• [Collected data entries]
•••••

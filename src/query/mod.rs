//! Query engine
//!
//! Parses, checks and evaluates PromQL expressions against the block store:
//!
//! - **Parser**: query text into an [`Expr`] tree (nom)
//! - **Check**: static result types, unknown functions
//! - **Evaluator**: depth-first, pull-based evaluation at one instant or a range of steps
//! - **Scheduler**: bounded admission with per-query deadlines
//! - **Engine**: the pieces above behind one async API
//!
//! # Example
//!
//! ```rust,ignore
//! use metrics_viewer::query::{EngineOptions, QueryEngine, QueryScheduler};
//!
//! let engine = QueryEngine::new(store, Arc::new(QueryScheduler::new(20)), EngineOptions::default());
//! let value = engine
//!     .instant_query("sum by (job) (rate(http_requests_total[5m]))", now_ms, None)
//!     .await?;
//! ```

mod aggregate;
mod ast;
mod check;
mod context;
mod engine;
mod error;
mod evaluator;
mod functions;
mod parser;
mod scheduler;
mod value;

pub use ast::{
    AggregateExpr, AggregateOp, BinaryExpr, BinaryOp, Call, Expr, Grouping, MatrixSelector,
    VectorMatching, VectorSelector,
};
pub use check::check;
pub use context::{Interrupt, QueryContext};
pub use engine::{EngineOptions, QueryEngine};
pub use error::{ParseError, QueryError, QueryResult};
pub use evaluator::{evaluate_instant, evaluate_range, step_count};
pub use functions::Function;
pub use parser::{parse_duration, parse_expr};
pub use scheduler::{AdmittedToken, QueryScheduler};
pub use value::{InstantPoint, QueryValue, SeriesPoints, ValueType};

•••••

• [GOAL OF THE EXERCISE]
The records above must be transcribed without a single omission.

• [RESULT OF THE EXERCISE]
filename src/query/mod.rs
//! Query engine
//!
//! Parses, checks and evaluates PromQL expressions against the block store:
//!
//! - **Parser**: query text into an [`Expr`] tree (nom)
//! - **Check**: static result types, unknown functions
//! - **Evaluator**: depth-first, pull-based evaluation at one instant or a range of steps
//! - **Scheduler**: bounded admission with per-query deadlines
//! - **Engine**: the pieces above behind one async API
//!
//! # Example
//!
//! ```rust,ignore
//! use metrics_viewer::query::{EngineOptions, QueryEngine, QueryScheduler};
//!
//! let engine = QueryEngine::new(store, Arc::new(QueryScheduler::new(20)), EngineOptions::default());
//! let value = engine
//!     .instant_query("sum by (job) (rate(http_requests_total[5m]))", now_ms, None)
//!     .await?;
//! ```

mod aggregate;
mod ast;
mod check;
mod context;
mod engine;
mod error;
mod evaluator;
mod functions;
mod parser;
mod scheduler;
mod value;

pub use ast::{
    AggregateExpr, AggregateOp, BinaryExpr, BinaryOp, Call, Expr, Grouping, MatrixSelector,
    VectorMatching, VectorSelector,
};
pub use check::check;
pub use context::{Interrupt, QueryContext};
pub use engine::{EngineOptions, QueryEngine};
pub use error::{ParseError, QueryError, QueryResult};
pub use evaluator::{evaluate_instant, evaluate_range, step_count};
pub use functions::Function;
pub use parser::{parse_duration, parse_expr};
pub use scheduler::{AdmittedToken, QueryScheduler};
pub use value::{InstantPoint, QueryValue, SeriesPoints, ValueType};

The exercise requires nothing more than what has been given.